Keywords: Metapsychology. Capitalism. Psychoanalysis. Freud. Marx.


RÉSUMÉ

Après avoir observé qu'il existe des configurations psychiques inhérentes au système capitaliste, la thèse générale selon laquelle le capitalisme est aussi une certaine forme de psychisme est acceptée. Cette idée justifie non seulement l'analyse directe du capitalisme par les étudiants de la psyché, mais aussi la théorie élaborée de la psyché envisagée dans la théorie du capitalisme que Marx nous propose. Lorsqu'on examine les élaborations théoriques de Marx sur la psyché, on distingue deux niveaux, l'un psychologique et l'autre que l'on appellera métapsychologique pour préciser qu'il dépasse le psychologique, le déborde, le transcende, le constitue et l'explique. C'est ainsi qu'on peut énoncer l'existence d'une métapsychologie du capital dans laquelle se retrouvent certains des principaux aspects définissant le champ métapsychologique chez Freud, parmi lesquels le fait de constituer un inconscient conçu comme système psychique et lieu logique dans le psychisme. On verra comment ce domaine métapsychologique de l'inconscient peut servir, chez Marx comme chez Freud, à expliquer et à cadrer la sphère psychologique de la conscience, et à travers elle, indirectement, à élucider ce qui se passe aux sommets métaphysiques de la religion et de la mythologie.
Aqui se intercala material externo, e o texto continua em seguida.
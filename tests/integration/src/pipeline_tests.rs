//! Pipeline Integration Tests
//!
//! These tests run a whole build, from a config file on disk to the
//! `buildEnd` payload, across all crates in the workspace.

use std::sync::{Arc, Mutex};

use async_trait::async_trait;
use pretty_assertions::assert_eq;
use remix_build::{BuildRequest, BuildStatus, BuildTrigger, Error, WriteBuildEndPayload, build};
use remix_config::{
    BoxError, ConfigKey, ConfigPatch, Preset, PresetRegistry, RemixConfigArgs,
    RemixConfigResolvedArgs, ServerModuleFormat, UserConfig,
};
use remix_routes::RouteTree;
use remix_test_utils::TestProject;
use serde_json::json;

// =============================================================================
// Test Infrastructure
// =============================================================================

/// A trigger that always reports the given status
struct FixedTrigger(BuildStatus);

#[async_trait]
impl BuildTrigger for FixedTrigger {
    async fn trigger(&self, _request: &BuildRequest) -> remix_build::Result<BuildStatus> {
        Ok(self.0.clone())
    }
}

/// A blog-shaped app: root, index, a blog layout with a post route, a
/// pathless auth layout, and a stray stylesheet route discovery picked up
fn blog_project() -> TestProject {
    let project = TestProject::new();
    project.write_routes(&[
        json!({"id": "root", "file": "app/root.tsx"}),
        json!({"id": "routes/_index", "parentId": "root", "index": true, "file": "app/routes/_index.tsx"}),
        json!({"id": "routes/blog", "parentId": "root", "path": "blog", "file": "app/routes/blog.tsx"}),
        json!({"id": "routes/blog.$slug", "parentId": "routes/blog", "path": ":slug", "file": "app/routes/blog.$slug.tsx"}),
        json!({"id": "routes/_auth", "parentId": "root", "file": "app/routes/_auth.tsx"}),
        json!({"id": "routes/_auth.login", "parentId": "routes/_auth", "path": "login", "file": "app/routes/_auth.login.tsx"}),
        json!({"id": "routes/styles", "parentId": "root", "path": "styles", "file": "app/routes/styles.css"}),
    ]);
    project
}

fn load(project: &TestProject) -> (UserConfig, RouteTree) {
    let user = UserConfig::load(
        &project.path("remix.config.toml"),
        &PresetRegistry::with_builtins(),
    )
    .unwrap();
    let routes = RouteTree::from_json_file(&project.path("routes.json")).unwrap();
    (user, routes)
}

// =============================================================================
// Scenarios
// =============================================================================

#[tokio::test]
async fn test_top_level_bundles_from_config_file() {
    let project = blog_project();
    project.write_config(
        r#"
presets = ["server-bundles:top-level"]
ignoredRouteFiles = ["**/*.css"]
"#,
    );
    let (mut user, routes) = load(&project);
    user.patch = user
        .patch
        .build_end(WriteBuildEndPayload::new(project.path("build/end.json")));

    let manifest = build(
        user,
        Some(routes),
        FixedTrigger(BuildStatus::success()),
        BuildRequest::new(project.root()),
    )
    .await
    .unwrap();

    // The root and the pathless auth layout are not assigned; the
    // stylesheet route is ignored
    assert_eq!(
        manifest
            .route_id_to_server_bundle_id
            .iter()
            .map(|(route, bundle)| (route.as_str(), bundle.as_str()))
            .collect::<Vec<_>>(),
        vec![
            ("routes/_auth.login", "root"),
            ("routes/_index", "root"),
            ("routes/blog", "blog"),
            ("routes/blog.$slug", "blog"),
        ]
    );
    assert!(manifest.routes.get("routes/styles").is_none());
    assert_eq!(
        manifest.server_bundles.keys().collect::<Vec<_>>(),
        vec!["blog", "root"]
    );

    let payload = project.read_json("build/end.json");
    assert_eq!(payload["remixConfig"]["routes"].as_object().unwrap().len(), 6);
    assert_eq!(payload["buildManifest"]["routes"], payload["remixConfig"]["routes"]);
}

#[tokio::test]
async fn test_user_file_overrides_declared_preset() {
    let project = blog_project();
    project.write_config(
        r#"
presets = ["cjs-output"]
serverBuildFile = "server.mjs"

[preset.cjs-output]
serverModuleFormat = "cjs"
serverBuildFile = "index.cjs"
"#,
    );
    let (user, routes) = load(&project);

    let manifest = build(
        user,
        Some(routes),
        FixedTrigger(BuildStatus::success()),
        BuildRequest::new(project.root()),
    )
    .await
    .unwrap();

    assert_eq!(manifest.server_bundles["index"].file, "build/server/server.mjs");
}

/// Rejects CommonJS output after resolution and records what it saw
struct EsmOnly {
    seen: Arc<Mutex<Option<ServerModuleFormat>>>,
}

#[async_trait]
impl Preset for EsmOnly {
    fn name(&self) -> &str {
        "esm-only"
    }

    async fn remix_config(
        &self,
        args: RemixConfigArgs<'_>,
    ) -> Result<Option<ConfigPatch>, BoxError> {
        // Earlier presets already chose a format; leave it alone
        if args.remix_config.contains(ConfigKey::ServerModuleFormat) {
            return Ok(None);
        }
        Ok(Some(ConfigPatch::new().server_module_format(ServerModuleFormat::Esm)))
    }

    async fn remix_config_resolved(
        &self,
        args: RemixConfigResolvedArgs<'_>,
    ) -> Result<(), BoxError> {
        let format = args.remix_config.server_module_format();
        *self.seen.lock().unwrap() = Some(format);
        if format == ServerModuleFormat::Cjs {
            return Err("CommonJS server builds are not supported".into());
        }
        Ok(())
    }
}

#[tokio::test]
async fn test_resolved_hook_sees_user_override_and_aborts_build() {
    let project = blog_project();
    let routes = RouteTree::from_json_file(&project.path("routes.json")).unwrap();
    let seen = Arc::new(Mutex::new(None));
    let user = UserConfig::new(
        vec![Arc::new(EsmOnly { seen: seen.clone() }) as Arc<dyn Preset>],
        ConfigPatch::new()
            .server_module_format(ServerModuleFormat::Cjs)
            .build_end(WriteBuildEndPayload::new(project.path("build/end.json"))),
    );

    let err = build(
        user,
        Some(routes),
        FixedTrigger(BuildStatus::success()),
        BuildRequest::new(project.root()),
    )
    .await
    .unwrap_err();

    assert!(err.to_string().contains("esm-only"), "got: {err}");
    assert!(matches!(err, Error::Resolution(_)));
    assert_eq!(*seen.lock().unwrap(), Some(ServerModuleFormat::Cjs));
    project.assert_file_not_exists("build/end.json");
}

#[tokio::test]
async fn test_config_declared_routes_join_the_manifest() {
    let project = blog_project();
    let routes = RouteTree::from_json_file(&project.path("routes.json")).unwrap();
    let user = UserConfig::new(
        Vec::new(),
        ConfigPatch::new().set(
            ConfigKey::Routes,
            json!({
                "routes/healthz": {"parentId": "root", "path": "healthz", "file": "app/healthz.ts"}
            }),
        ),
    );

    let manifest = build(
        user,
        Some(routes),
        FixedTrigger(BuildStatus::success()),
        BuildRequest::new(project.root()),
    )
    .await
    .unwrap();

    assert_eq!(
        manifest.route_id_to_server_bundle_id.get("routes/healthz"),
        Some(&"index".to_string())
    );
}

#[cfg(unix)]
#[tokio::test]
async fn test_real_build_command_runs_in_project_directory() {
    use remix_build::ProcessBuildTrigger;
    use remix_test_utils::commands;

    let project = blog_project();
    let (program, args) = commands::shell("mkdir -p build/server && touch build/server/index.js");
    let routes = RouteTree::from_json_file(&project.path("routes.json")).unwrap();

    build(
        UserConfig::default(),
        Some(routes),
        ProcessBuildTrigger::new(program, args),
        BuildRequest::new(project.root()),
    )
    .await
    .unwrap();

    project.assert_file_exists("build/server/index.js");
}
Mots-clés: Métapsychologie. Capitalism. Psychanalyse. Freud. Marx.


RESUMEN

Tras observar que hay configuraciones psíquicas inherentes al sistema capitalista, se acepta la tesis general de que el capitalismo es también una determinada forma de psiquismo. Esta idea justifica, no sólo el análisis directo del capitalismo por los estudiosos del psiquismo, sino también la elaborada teoría del psiquismo vislumbrada en la teoría del capitalismo que Marx nos ofrece. Al examinar las elaboraciones teóricas de Marx en torno al psiquismo, se alcanzan a distinguir dos niveles, uno psicológico y otro que se denominará metapsicológico para precisar que se extiende más allá de lo psicológico, desbordándolo, trascendiéndolo, constituyéndolo y explicándolo. Es así como puede llegarse a enunciar la existencia de una metapsicología del capital en la que se encuentran algunos de los principales aspectos definitorios del ámbito metapsicológico en Freud, entre ellos el hecho de constituir un inconsciente concebido como sistema psíquico y localización lógica en el psiquismo. Se verá cómo este ámbito metapsicológico del inconsciente puede servir, tanto en Marx como en Freud, para explicar y enmarcar la esfera psicológica de la conciencia, y a través de ella, de modo indirecto, elucidar lo que ocurre en las cumbres metafísicas de la religión y la mitología.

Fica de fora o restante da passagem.